How one of Rupert Murdoch's reporters twisted the news about Bush and WMDs

Gerard Jackson
BrookesNews.Com

Monday 2 February 2004

Lying by omission means denying the truth by only telling part of the story. If, for example, I truthfully tell the police that I saw John Smith leave the scene of a crime while omitting the fact that I saw someone else commit the felony, I'm still lying. This is how the like of Roy Eccleston try to deceive their readers.

While reporting on the New Hampshire primaries Eccleston wrote: "David Kay, who says Iraq did not have a WMD arsenal at the time of the US-led invasion last March, Mr Bush said: 'There is no doubt in my mind the world is a better place without Saddam Hussein.'"

It's pretty hard not to see that Eccleston was insinuating that Kay had exposed President Bush as a liar and that Bush was trying to weasel out of it. Well, let's find out who the real weasel is.

What Eccleston didn't report is that Kay, like Bush and the Democrats, believed that Saddam had WMDs, a view that he publicly stated, not that you would learn this fact from Eccleston.
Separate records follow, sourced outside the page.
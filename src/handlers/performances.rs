// src/handlers/performances.rs

use axum::{
    extract::{Path, State},
    response::Response,
    routing::get,
    Router,
};
use axum_extra::extract::cookie::CookieJar;

use crate::{
    common::{
        db_utils::WithEmployee,
        error::AppError,
        form::Bound,
        view::{redirect_with_flash, Flash, Page},
    },
    config::AppState,
    handlers::{
        choices_or_empty, redirect_missing_id, redirect_on_failure, render, render_write_failure,
        today, Messages,
    },
    models::performance::{Performance, PerformanceForm},
};

const MESSAGES: Messages = Messages {
    list_path: "/Performances",
    id_not_provided: "Performance ID not provided.",
    not_found: "Performance record not found.",
    id_mismatch: "Performance ID mismatch.",
    load_list_error: "Error loading performance records. Please try again.",
    load_create_error: "Error loading create form.",
    load_details_error: "Error loading performance details.",
    load_edit_error: "Error loading performance for editing.",
    load_delete_error: "Error loading performance for deletion.",
    create_error: "Error creating performance record. Please try again.",
    update_error: "Error updating performance record. Please try again.",
    delete_error: "Error deleting performance record. Please try again.",
};

pub fn routes() -> Router<AppState> {
    Router::new()
        .route("/Performances", get(index))
        .route("/Performances/Index", get(index))
        .route("/Performances/Details", get(missing_id))
        .route("/Performances/Details/{id}", get(details))
        .route("/Performances/Create", get(create_form).post(create))
        .route("/Performances/Edit", get(missing_id))
        .route("/Performances/Edit/{id}", get(edit_form).post(edit))
        .route("/Performances/Delete", get(missing_id))
        .route("/Performances/Delete/{id}", get(delete_confirm).post(delete))
}

// GET /Performances
pub async fn index(State(app_state): State<AppState>, jar: CookieJar) -> Response {
    match app_state.performance_service.list().await {
        Ok(records) => render(jar, Page::new("Performances/Index", records)),
        Err(e) => {
            tracing::error!("🔥 Falha ao listar avaliações: {}", e);
            let page = Page::new("Performances/Index", Vec::<WithEmployee<Performance>>::new())
                .with_flash(Some(Flash::error(MESSAGES.load_list_error)));
            render(jar, page)
        }
    }
}

async fn missing_id(jar: CookieJar) -> Response {
    redirect_missing_id(jar, &MESSAGES)
}

// GET /Performances/Details/{id}
pub async fn details(
    State(app_state): State<AppState>,
    jar: CookieJar,
    Path(id): Path<i64>,
) -> Response {
    match app_state.performance_service.get_detail(id).await {
        Ok(record) => render(jar, Page::new("Performances/Details", record)),
        Err(e) => redirect_on_failure(jar, &MESSAGES, e, MESSAGES.load_details_error),
    }
}

// GET /Performances/Create
pub async fn create_form(State(app_state): State<AppState>, jar: CookieJar) -> Response {
    match app_state.performance_service.employee_choices(None).await {
        Ok(employees) => {
            let page = Page::new("Performances/Create", PerformanceForm::with_defaults(today()))
                .with_employees(employees);
            render(jar, page)
        }
        Err(e) => redirect_on_failure(jar, &MESSAGES, e, MESSAGES.load_create_error),
    }
}

// POST /Performances/Create
pub async fn create(
    State(app_state): State<AppState>,
    jar: CookieJar,
    bound: Bound<PerformanceForm>,
) -> Response {
    let result = match bound.converted() {
        Ok(form) => app_state.performance_service.create(form).await,
        Err(e) => Err(e),
    };
    match result {
        Ok(_) => redirect_with_flash(
            jar,
            MESSAGES.list_path,
            Flash::success("Performance record created successfully!"),
        ),
        Err(e) => {
            let employees =
                choices_or_empty(app_state.performance_service.employee_choices(bound.form.employee_id).await);
            let page = Page::new("Performances/Create", bound.form).with_employees(employees);
            render_write_failure(jar, page, e, MESSAGES.create_error)
        }
    }
}

// GET /Performances/Edit/{id}
pub async fn edit_form(
    State(app_state): State<AppState>,
    jar: CookieJar,
    Path(id): Path<i64>,
) -> Response {
    let service = &app_state.performance_service;
    let loaded = async {
        let record = service.get(id).await?;
        let employees = service.employee_choices(Some(record.employee_id)).await?;
        Ok::<_, AppError>((record, employees))
    };

    match loaded.await {
        Ok((record, employees)) => {
            let page = Page::new("Performances/Edit", PerformanceForm::from(&record))
                .with_employees(employees);
            render(jar, page)
        }
        Err(e) => redirect_on_failure(jar, &MESSAGES, e, MESSAGES.load_edit_error),
    }
}

// POST /Performances/Edit/{id}
pub async fn edit(
    State(app_state): State<AppState>,
    jar: CookieJar,
    Path(id): Path<i64>,
    bound: Bound<PerformanceForm>,
) -> Response {
    if bound.form.id != Some(id) {
        tracing::warn!("⚠️ ID divergente na edição de avaliação: rota {} / formulário {:?}", id, bound.form.id);
        return redirect_with_flash(jar, MESSAGES.list_path, Flash::error(MESSAGES.id_mismatch));
    }

    let result = match bound.converted() {
        Ok(form) => app_state.performance_service.update(id, form).await,
        Err(e) => Err(e),
    };
    match result {
        Ok(_) => redirect_with_flash(
            jar,
            MESSAGES.list_path,
            Flash::success("Performance record updated successfully!"),
        ),
        Err(AppError::NotFound) => {
            redirect_with_flash(jar, MESSAGES.list_path, Flash::error(MESSAGES.not_found))
        }
        Err(e) => {
            let employees =
                choices_or_empty(app_state.performance_service.employee_choices(bound.form.employee_id).await);
            let page = Page::new("Performances/Edit", bound.form).with_employees(employees);
            render_write_failure(jar, page, e, MESSAGES.update_error)
        }
    }
}

// GET /Performances/Delete/{id}
pub async fn delete_confirm(
    State(app_state): State<AppState>,
    jar: CookieJar,
    Path(id): Path<i64>,
) -> Response {
    match app_state.performance_service.get_detail(id).await {
        Ok(record) => render(jar, Page::new("Performances/Delete", record)),
        Err(e) => redirect_on_failure(jar, &MESSAGES, e, MESSAGES.load_delete_error),
    }
}

// POST /Performances/Delete/{id}
pub async fn delete(
    State(app_state): State<AppState>,
    jar: CookieJar,
    Path(id): Path<i64>,
) -> Response {
    match app_state.performance_service.delete(id).await {
        Ok(()) => redirect_with_flash(
            jar,
            MESSAGES.list_path,
            Flash::success("Performance record deleted successfully!"),
        ),
        Err(e) => redirect_on_failure(jar, &MESSAGES, e, MESSAGES.delete_error),
    }
}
Funny thing, though, Caroline Overington, New York correspondent for The Age, reported this very fact in Iraq search finds no WMD stockpile (410/03). Maybe Eccleston was asleep on top of his laptop.
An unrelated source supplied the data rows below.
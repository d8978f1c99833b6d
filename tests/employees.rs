mod common;

use axum::http::StatusCode;
use common::TestApp;

#[tokio::test]
async fn created_employee_is_listed_once_with_submitted_values() {
    let app = TestApp::new().await;

    let response = app
        .post_form(
            "/Employees/Create",
            &[
                ("first_name", "Jane"),
                ("last_name", "Doe"),
                ("email", "jane.doe@example.com"),
                ("department", "Engineering"),
                ("hire_date", "2024-01-15"),
                ("salary", "50000.00"),
            ],
        )
        .await;

    assert_eq!(response.status, StatusCode::SEE_OTHER);
    assert_eq!(response.location(), Some("/Employees"));
    assert_eq!(
        app.follow_flash(&response).await.as_deref(),
        Some("Employee Jane Doe created successfully!")
    );

    let list = app.get("/Employees").await;
    assert_eq!(list.status, StatusCode::OK);
    assert_eq!(list.body["view"], "Employees/Index");

    let employees = list.body["model"].as_array().unwrap();
    assert_eq!(employees.len(), 1);
    assert_eq!(employees[0]["firstName"], "Jane");
    assert_eq!(employees[0]["email"], "jane.doe@example.com");
    assert_eq!(employees[0]["hireDate"], "2024-01-15");
    assert_eq!(employees[0]["salary"].as_f64(), Some(50000.0));
}

#[tokio::test]
async fn flash_is_shown_only_once() {
    let app = TestApp::new().await;
    app.create_employee("Ana", "Alves", "Finance").await;

    let response = app
        .post_form("/Employees/Delete/999999", &[])
        .await;
    let cookie = response.flash_cookie().unwrap();

    let first = app.get_with_cookie("/Employees", &cookie).await;
    assert_eq!(first.body["flash"]["kind"], "error");

    // O cookie de flash é removido na primeira leitura.
    let removal = first.flash_cookie().unwrap_or_default();
    assert!(removal.starts_with("_flash="));
    let second = app.get("/Employees").await;
    assert!(second.body.get("flash").is_none());
}

#[tokio::test]
async fn invalid_employee_form_is_rendered_again() {
    let app = TestApp::new().await;

    let response = app
        .post_form(
            "/Employees/Create",
            &[
                ("first_name", "Jane"),
                ("last_name", ""),
                ("email", "not-an-email"),
                ("hire_date", "2024-01-15"),
                ("salary", "-1"),
            ],
        )
        .await;

    assert_eq!(response.status, StatusCode::UNPROCESSABLE_ENTITY);
    assert_eq!(response.body["view"], "Employees/Create");
    assert_eq!(response.body["model"]["firstName"], "Jane");
    assert_eq!(response.body["flash"]["message"], "Please fix the validation errors below.");
    assert!(!response.errors_for("last_name").is_empty());
    assert!(!response.errors_for("email").is_empty());
    assert!(!response.errors_for("salary").is_empty());
    assert_eq!(app.count("employees").await, 0);
}

#[tokio::test]
async fn unreadable_values_are_reported_per_field() {
    let app = TestApp::new().await;

    let response = app
        .post_form(
            "/Employees/Create",
            &[
                ("first_name", "Jane"),
                ("last_name", ""),
                ("email", "jane.doe@example.com"),
                ("hire_date", "x"),
                ("salary", "abc"),
            ],
        )
        .await;

    assert_eq!(response.status, StatusCode::UNPROCESSABLE_ENTITY);
    assert_eq!(response.body["view"], "Employees/Create");
    assert_eq!(response.body["model"]["firstName"], "Jane");
    assert_eq!(response.errors_for("salary"), vec!["The value 'abc' is not valid for salary."]);
    assert_eq!(response.errors_for("hire_date"), vec!["The value 'x' is not valid for hire_date."]);
    assert_eq!(response.errors_for("last_name"), vec!["Last name is required"]);
    assert_eq!(app.count("employees").await, 0);
}

#[tokio::test]
async fn rerendered_form_drops_a_pending_flash() {
    let app = TestApp::new().await;
    let stale = app.post_form("/Employees/Delete/999999", &[]).await;
    let cookie = stale.flash_cookie().unwrap();

    let response = app
        .post_form_with_cookie("/Employees/Create", &[("first_name", "Jane")], &cookie)
        .await;

    assert_eq!(response.status, StatusCode::UNPROCESSABLE_ENTITY);
    assert_eq!(response.body["flash"]["message"], "Please fix the validation errors below.");
    assert_eq!(response.flash_cookie().as_deref(), Some("_flash="));
}

#[tokio::test]
async fn editing_a_deleted_employee_reports_not_found() {
    let app = TestApp::new().await;
    let id = app.create_employee("Jane", "Doe", "Engineering").await;
    let id_field = id.to_string();

    sqlx::query("DELETE FROM employees WHERE id = $1")
        .bind(id)
        .execute(&app.pool)
        .await
        .unwrap();

    let response = app
        .post_form(
            &format!("/Employees/Edit/{id}"),
            &[
                ("id", &id_field),
                ("first_name", "Jane"),
                ("last_name", "Doe"),
                ("email", "jane.doe@example.com"),
                ("hire_date", "2023-01-10"),
                ("salary", "50000"),
            ],
        )
        .await;

    assert_eq!(response.status, StatusCode::SEE_OTHER);
    assert_eq!(response.location(), Some("/Employees"));
    assert_eq!(app.follow_flash(&response).await.as_deref(), Some("Employee not found."));
    assert_eq!(app.count("employees").await, 0);
}

#[tokio::test]
async fn edit_with_mismatched_id_changes_nothing() {
    let app = TestApp::new().await;
    let id = app.create_employee("Jane", "Doe", "Engineering").await;
    let other = (id + 1).to_string();

    let response = app
        .post_form(
            &format!("/Employees/Edit/{id}"),
            &[
                ("id", &other),
                ("first_name", "Janet"),
                ("last_name", "Doe"),
                ("email", "jane.doe@example.com"),
                ("hire_date", "2023-01-10"),
                ("salary", "50000"),
            ],
        )
        .await;

    assert_eq!(response.status, StatusCode::SEE_OTHER);
    assert_eq!(app.follow_flash(&response).await.as_deref(), Some("Employee ID mismatch."));

    let first_name: String = sqlx::query_scalar("SELECT first_name FROM employees WHERE id = $1")
        .bind(id)
        .fetch_one(&app.pool)
        .await
        .unwrap();
    assert_eq!(first_name, "Jane");
}

#[tokio::test]
async fn edit_updates_the_whole_record() {
    let app = TestApp::new().await;
    let id = app.create_employee("Jane", "Doe", "Engineering").await;
    let id_field = id.to_string();

    let form = app.get(&format!("/Employees/Edit/{id}")).await;
    assert_eq!(form.status, StatusCode::OK);
    assert_eq!(form.body["model"]["department"], "Engineering");

    let response = app
        .post_form(
            &format!("/Employees/Edit/{id}"),
            &[
                ("id", &id_field),
                ("first_name", "Jane"),
                ("last_name", "Smith"),
                ("email", "jane.smith@example.com"),
                ("department", ""),
                ("hire_date", "2023-01-10"),
                ("salary", "65000.50"),
            ],
        )
        .await;
    assert_eq!(response.status, StatusCode::SEE_OTHER);

    let details = app.get(&format!("/Employees/Details/{id}")).await;
    assert_eq!(details.body["model"]["lastName"], "Smith");
    assert!(details.body["model"]["department"].is_null());
    assert_eq!(details.body["model"]["salary"].as_f64(), Some(65000.5));
}

#[tokio::test]
async fn missing_and_unknown_ids_redirect_to_the_list() {
    let app = TestApp::new().await;

    let missing = app.get("/Employees/Details").await;
    assert_eq!(missing.status, StatusCode::SEE_OTHER);
    assert_eq!(app.follow_flash(&missing).await.as_deref(), Some("Employee ID not provided."));

    let unknown = app.get("/Employees/Edit/999999").await;
    assert_eq!(unknown.status, StatusCode::SEE_OTHER);
    assert_eq!(app.follow_flash(&unknown).await.as_deref(), Some("Employee not found."));

    let delete = app.post_form("/Employees/Delete/999999", &[]).await;
    assert_eq!(delete.status, StatusCode::SEE_OTHER);
    assert_eq!(delete.location(), Some("/Employees"));
    assert_eq!(app.follow_flash(&delete).await.as_deref(), Some("Employee not found."));
}

#[tokio::test]
async fn deleting_an_employee_removes_dependent_records() {
    let app = TestApp::new().await;
    let id = app.create_employee("Jane", "Doe", "Engineering").await;
    let employee_id = id.to_string();

    let attendance = app
        .post_form(
            "/Attendances/Create",
            &[
                ("employee_id", &employee_id),
                ("date", "2024-03-01"),
                ("check_in_time", "09:00"),
                ("status", "Present"),
            ],
        )
        .await;
    assert_eq!(attendance.status, StatusCode::SEE_OTHER);

    let response = app.post_form(&format!("/Employees/Delete/{id}"), &[]).await;
    assert_eq!(
        app.follow_flash(&response).await.as_deref(),
        Some("Employee Jane Doe deleted successfully!")
    );
    assert_eq!(app.count("employees").await, 0);
    assert_eq!(app.count("attendances").await, 0);
}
It seems that the only facts that interest Eccleston are those he can use to malign Bush. His treatment of the Kay Report certainly suggests that this is the case. In Jobs growth shines through for Bush (6/3/03) Eccleston said "...three months of searching by the 1400-member Iraqi Survey Group, no weapons have yet been found, according to the report by David Kay, a former UN weapons inspector now paid by the CIA."

Once again Eccleston was deviously implying that Bush was a liar. Not only did Kay's Report make no such suggestion or insinuation, it actually said that it had found "dozens of WMD-related program activities and significant amounts of equipment that Iraq concealed from the United Nations during the inspections that began in late 2002." Furthermore, the report contained this important statement: "Saddam had not given up his aspirations and intentions to continue to acquire weapons of mass destruction."

As Kay himself said on FOX News Sunday, 5 October 2003:

"Well, we certainly found that — have not yet found illicit arms. But that's not the only thing the report says. In fact, I'm sort of amazed at what was powerful information about both their intent and their actual activities that were not known and were hidden from UN inspectors seems not to have made it to the press. This is information that, had it been available last year, would have been headline news."

As for the war, in an NBC interview Kay stated that the President's decision to overthrow Saddam was "absolutely prudent." He went on to say that "at the end of the inspection process, we'll paint a picture of Iraq that was far more dangerous than even we thought it was before the war." Of course, Eccleston can always dispute Kay's views and findings — if he feels up to it.

This is what Kay had to say about the media: "I'm sort of amazed that what was powerful information about both Iraq's intent and its actual activities that were not known and were hidden from U.N. inspectors seems not to have made it to the press." I don't believe Kay is "amazed" at all. I think he really knows what the score is with the likes of Eccleston.

On 28 January Kay mad it clear to Congress that intelligence was at fault and not Bush who had to make the final decision on the evidence the CIA gave him. As Kay put it: "It's an issue of the capabilities of one's intelligence service to collect valid, truthful information."

Kay didn't stop with that observation. He also stated that "the intelligence community owes the president [an apology] rather than the president owing [one to] the American people." Going even further, he stated that "it was reasonable [for Bush] to reach the conclusion that Iraq posed an imminent threat."

If Eccleston were an honest reporter he would point out that if President Bush lied about WMDs, so did Clinton, Albright, Sandy Berger, Nancy Pelosi, Jay Rockefeller, Teddy Kennedy, Bob Graham, and so on. Therefore likes of Eccleston are lying to their readers when they deliberately ignore the fact that the Bush line on Saddam's WMDs was the same as Clinton's.